To experience all that God wants to give us, we must seek him with a reverent fear that will produce in us an obedient life.

What is the significance of David’s referring to “the young lions,” predators that are no longer found in Palestine (vs. 10)? In David’s day, lions still roamed the wilderness areas of the Middle East and constituted one of the greatest dangers that a shepherd and his flock of sheep could ever face. Few animals were as self-sufficient and resourceful as hungry young lions sneaking up to attack and devour their unsuspecting prey. As powerful and as cunning as young lions were, they often went hungry for days without a kill, sometimes even perishing from lack of food.

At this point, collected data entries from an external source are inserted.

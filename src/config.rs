use config::{Config, ConfigError, Environment, File};
use serde::Deserialize;
use std::env;
use std::path::Path;
use thiserror::Error;
use tracing::{error, info};
use validator::{Validate, ValidationError, ValidationErrors};

/// Default values for configuration
const DEFAULT_LOG_LEVEL: &str = "info";
const DEFAULT_ENV: &str = "development";
const DEFAULT_PORT: u16 = 8080;
const CONFIG_DIR: &str = "config";

/// Application configuration structure with validation
#[derive(Clone, Debug, Deserialize, Validate)]
#[serde(deny_unknown_fields)]
pub struct AppConfig {
    /// Database connection URL
    pub database_url: String,

    /// JWT secret key (minimum 64 characters for enhanced security)
    #[validate(length(min = 64), custom = "validate_jwt_secret")]
    pub jwt_secret: String,

    /// JWT expiration time in seconds
    pub jwt_expiration: usize,

    /// Server host address
    pub host: String,

    /// Server port
    #[serde(default = "default_port")]
    pub port: u16,

    /// Application environment
    pub environment: String,

    /// Logging level
    #[serde(default = "default_log_level")]
    #[validate(custom = "validate_log_level")]
    pub log_level: String,

    /// Log in JSON format (structured logging)
    #[serde(default)]
    pub log_json: bool,

    /// Whether to run database migrations on startup
    #[serde(default)]
    pub auto_migrate: bool,

    /// CORS: comma-separated list of allowed origins (production)
    #[serde(default)]
    pub cors_allowed_origins: Option<String>,

    /// Allow permissive CORS fallback
    #[serde(default = "default_false_bool")]
    pub cors_allow_any_origin: bool,

    /// CORS: allow credentials
    #[serde(default)]
    pub cors_allow_credentials: bool,

    /// DB pool: max connections
    #[serde(default = "default_db_max_connections")]
    pub db_max_connections: u32,

    /// DB pool: min connections
    #[serde(default = "default_db_min_connections")]
    pub db_min_connections: u32,

    /// DB timeouts (seconds)
    #[serde(default = "default_db_connect_timeout_secs")]
    pub db_connect_timeout_secs: u64,
    #[serde(default = "default_db_idle_timeout_secs")]
    pub db_idle_timeout_secs: u64,
    #[serde(default = "default_db_acquire_timeout_secs")]
    pub db_acquire_timeout_secs: u64,

    /// JWT issuer claim
    #[serde(default = "default_auth_issuer")]
    pub auth_issuer: String,

    /// JWT audience claim
    #[serde(default = "default_auth_audience")]
    pub auth_audience: String,

    /// Trailing window (days) for the dashboard revenue chart
    #[serde(default = "default_dashboard_window_days")]
    pub dashboard_window_days: i64,

    /// Event channel capacity for async event processing
    #[serde(default = "default_event_channel_capacity")]
    pub event_channel_capacity: usize,
}

impl AppConfig {
    /// Construct a configuration programmatically (used by tests and tools).
    pub fn new(
        database_url: String,
        jwt_secret: String,
        jwt_expiration: usize,
        host: String,
        port: u16,
        environment: String,
    ) -> Self {
        Self {
            database_url,
            jwt_secret,
            jwt_expiration,
            host,
            port,
            environment,
            log_level: default_log_level(),
            log_json: false,
            auto_migrate: false,
            cors_allowed_origins: None,
            cors_allow_any_origin: false,
            cors_allow_credentials: false,
            db_max_connections: default_db_max_connections(),
            db_min_connections: default_db_min_connections(),
            db_connect_timeout_secs: default_db_connect_timeout_secs(),
            db_idle_timeout_secs: default_db_idle_timeout_secs(),
            db_acquire_timeout_secs: default_db_acquire_timeout_secs(),
            auth_issuer: default_auth_issuer(),
            auth_audience: default_auth_audience(),
            dashboard_window_days: default_dashboard_window_days(),
            event_channel_capacity: default_event_channel_capacity(),
        }
    }

    pub fn log_level(&self) -> &str {
        &self.log_level
    }

    pub fn is_development(&self) -> bool {
        matches!(self.environment.as_str(), "development" | "dev" | "test")
    }

    /// Permissive CORS is only acceptable in development or with an explicit override.
    pub fn should_allow_permissive_cors(&self) -> bool {
        self.is_development() || self.cors_allow_any_origin
    }

    /// Constraints that span multiple fields and cannot be expressed with
    /// field-level validators.
    pub fn validate_additional_constraints(&self) -> Result<(), ValidationErrors> {
        let mut errors = ValidationErrors::new();

        if !self.is_development()
            && !self.cors_allow_any_origin
            && self
                .cors_allowed_origins
                .as_deref()
                .map(str::trim)
                .filter(|s| !s.is_empty())
                .is_none()
        {
            let mut err = ValidationError::new("cors_allowed_origins");
            err.message = Some(
                "cors_allowed_origins must be set outside development (or set cors_allow_any_origin)"
                    .into(),
            );
            errors.add("cors_allowed_origins", err);
        }

        if self.db_min_connections > self.db_max_connections {
            let mut err = ValidationError::new("db_min_connections");
            err.message = Some("db_min_connections cannot exceed db_max_connections".into());
            errors.add("db_min_connections", err);
        }

        if errors.is_empty() {
            Ok(())
        } else {
            Err(errors)
        }
    }
}

fn default_port() -> u16 {
    DEFAULT_PORT
}
fn default_log_level() -> String {
    DEFAULT_LOG_LEVEL.to_string()
}
fn default_false_bool() -> bool {
    false
}
fn default_db_max_connections() -> u32 {
    10
}
fn default_db_min_connections() -> u32 {
    1
}
fn default_db_connect_timeout_secs() -> u64 {
    30
}
fn default_db_idle_timeout_secs() -> u64 {
    600
}
fn default_db_acquire_timeout_secs() -> u64 {
    8
}
fn default_auth_issuer() -> String {
    "foodstore-api".to_string()
}
fn default_auth_audience() -> String {
    "foodstore-admin".to_string()
}
fn default_dashboard_window_days() -> i64 {
    30
}
fn default_event_channel_capacity() -> usize {
    1024
}

/// Validates log level values
fn validate_log_level(level: &str) -> Result<(), ValidationError> {
    let valid_levels = ["trace", "debug", "info", "warn", "error"];
    if valid_levels.contains(&level.to_lowercase().as_str()) {
        Ok(())
    } else {
        let mut err = ValidationError::new("log_level");
        err.message = Some("Must be one of: trace, debug, info, warn, error".into());
        Err(err)
    }
}

fn validate_jwt_secret(secret: &str) -> Result<(), ValidationError> {
    let trimmed = secret.trim();

    // Enforce minimum length (should be 64+ for HS256)
    if trimmed.len() < 64 {
        let mut err = ValidationError::new("jwt_secret");
        err.message =
            Some("JWT secret must be at least 64 characters for adequate security".into());
        return Err(err);
    }

    // Reject trivially weak secrets (all identical characters or common patterns)
    if let Some(first) = trimmed.chars().next() {
        if trimmed.chars().all(|c| c == first) {
            let mut err = ValidationError::new("jwt_secret");
            err.message = Some("JWT secret cannot be a repeated character sequence".into());
            return Err(err);
        }
    }

    let lower = trimmed.to_ascii_lowercase();
    let weak_fragments = ["changeme", "password", "default", "12345"];
    if weak_fragments.iter().any(|pattern| lower.contains(pattern)) {
        let mut err = ValidationError::new("jwt_secret");
        err.message = Some(
            "JWT secret appears to be weak; use a cryptographically strong random string".into(),
        );
        return Err(err);
    }

    Ok(())
}

#[derive(Debug, Error)]
pub enum AppConfigError {
    #[error("failed to load configuration: {0}")]
    Load(#[from] ConfigError),
    #[error("configuration validation failed: {0}")]
    Validation(#[from] ValidationErrors),
}

/// Initializes the tracing subscriber.
///
/// `RUST_LOG` takes precedence over the configured level when set.
pub fn init_tracing(level: &str, json: bool) {
    use tracing_subscriber::fmt;

    let default_directive = format!("foodstore_api={},tower_http=debug", level);
    let filter_directive = env::var("RUST_LOG")
        .ok()
        .filter(|s| !s.trim().is_empty())
        .unwrap_or(default_directive);

    if json {
        let _ = fmt().with_env_filter(filter_directive).json().try_init();
    } else {
        let _ = fmt().with_env_filter(filter_directive).try_init();
    }
}

/// Loads application configuration
///
/// Layers configuration sources in this order:
/// 1. Default config (config/default.toml)
/// 2. Environment-specific config (config/{env}.toml)
/// 3. Environment variables (APP__*)
pub fn load_config() -> Result<AppConfig, AppConfigError> {
    // Support both RUN_ENV and APP_ENV for selecting config profile
    let run_env = env::var("RUN_ENV")
        .or_else(|_| env::var("APP_ENV"))
        .unwrap_or_else(|_| DEFAULT_ENV.to_string());
    info!("Loading configuration for environment: {}", run_env);

    if !Path::new(CONFIG_DIR).exists() {
        info!(
            "Config directory '{}' not found; relying on built-in defaults and environment variables",
            CONFIG_DIR
        );
    }

    // NOTE: jwt_secret has no default - it MUST be provided via environment variable
    // or config file. This prevents accidental use of insecure defaults in production.
    let builder = Config::builder()
        .set_default("database_url", "sqlite://foodstore.db?mode=rwc")?
        .set_default("jwt_expiration", 3600)?
        .set_default("host", "0.0.0.0")?
        .set_default("port", DEFAULT_PORT)?
        .set_default("environment", DEFAULT_ENV)?
        .set_default("log_level", DEFAULT_LOG_LEVEL)?
        .set_default("log_json", false)?
        .add_source(File::with_name(&format!("{}/default", CONFIG_DIR)).required(false))
        .add_source(File::with_name(&format!("{}/{}", CONFIG_DIR, run_env)).required(false));

    let config = builder
        .add_source(Environment::with_prefix("APP").separator("__"))
        .build()?;

    // Check for jwt_secret before deserialization to provide a clear error message
    if config.get_string("jwt_secret").is_err() {
        error!("JWT secret is not configured. Set APP__JWT_SECRET environment variable with a secure random string (minimum 64 characters).");
        error!("Generate a secure secret with: openssl rand -base64 64");
        return Err(AppConfigError::Load(ConfigError::NotFound(
            "jwt_secret is required but not configured. Set APP__JWT_SECRET environment variable."
                .into(),
        )));
    }

    let app_config: AppConfig = config.try_deserialize()?;

    app_config.validate().map_err(|e| {
        error!("Configuration validation failed: {:?}", e);
        AppConfigError::Validation(e)
    })?;

    app_config.validate_additional_constraints().map_err(|e| {
        error!("Configuration security validation failed: {:?}", e);
        AppConfigError::Validation(e)
    })?;

    info!("Configuration loaded successfully");
    Ok(app_config)
}

#[cfg(test)]
mod cors_validation_tests {
    use super::*;

    fn base_config() -> AppConfig {
        AppConfig::new(
            "sqlite::memory:".into(),
            "integration_test_secret_key_that_is_definitely_long_enough_q7x9v2m4p8r6".into(),
            3600,
            "127.0.0.1".into(),
            8080,
            "production".into(),
        )
    }

    #[test]
    fn non_dev_requires_cors_origins() {
        let cfg = base_config();
        assert!(cfg.validate_additional_constraints().is_err());
    }

    #[test]
    fn non_dev_allows_override_flag() {
        let mut cfg = base_config();
        cfg.cors_allow_any_origin = true;
        assert!(cfg.validate_additional_constraints().is_ok());
    }

    #[test]
    fn non_dev_with_origins_passes() {
        let mut cfg = base_config();
        cfg.cors_allowed_origins = Some("https://example.com".into());
        assert!(cfg.validate_additional_constraints().is_ok());
    }

    #[test]
    fn development_allows_permissive_by_default() {
        let mut cfg = base_config();
        cfg.environment = "development".into();
        assert!(cfg.validate_additional_constraints().is_ok());
    }

    #[test]
    fn weak_jwt_secret_is_rejected() {
        let mut cfg = base_config();
        cfg.jwt_secret = "a".repeat(64);
        assert!(cfg.validate().is_err());
    }
}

In essence, David reminds us that even our best efforts to fend for ourselves inevitably fall short of what God is willing to give us if we will simply rely on him. Why are we so reluctant to turn to God and want so badly to trust in our own resources? Is it pride? Is it a spirit of independence? Is it our desire to prove we can go it alone? Whatever the reason, we will soon learn that we are never strong enough, never resourceful enough, to provide sufficiently for ourselves. Although those at the top of the food chain in the animal kingdom may at times suffer hunger, Yahweh promises to provide what is needed for those who trust in him.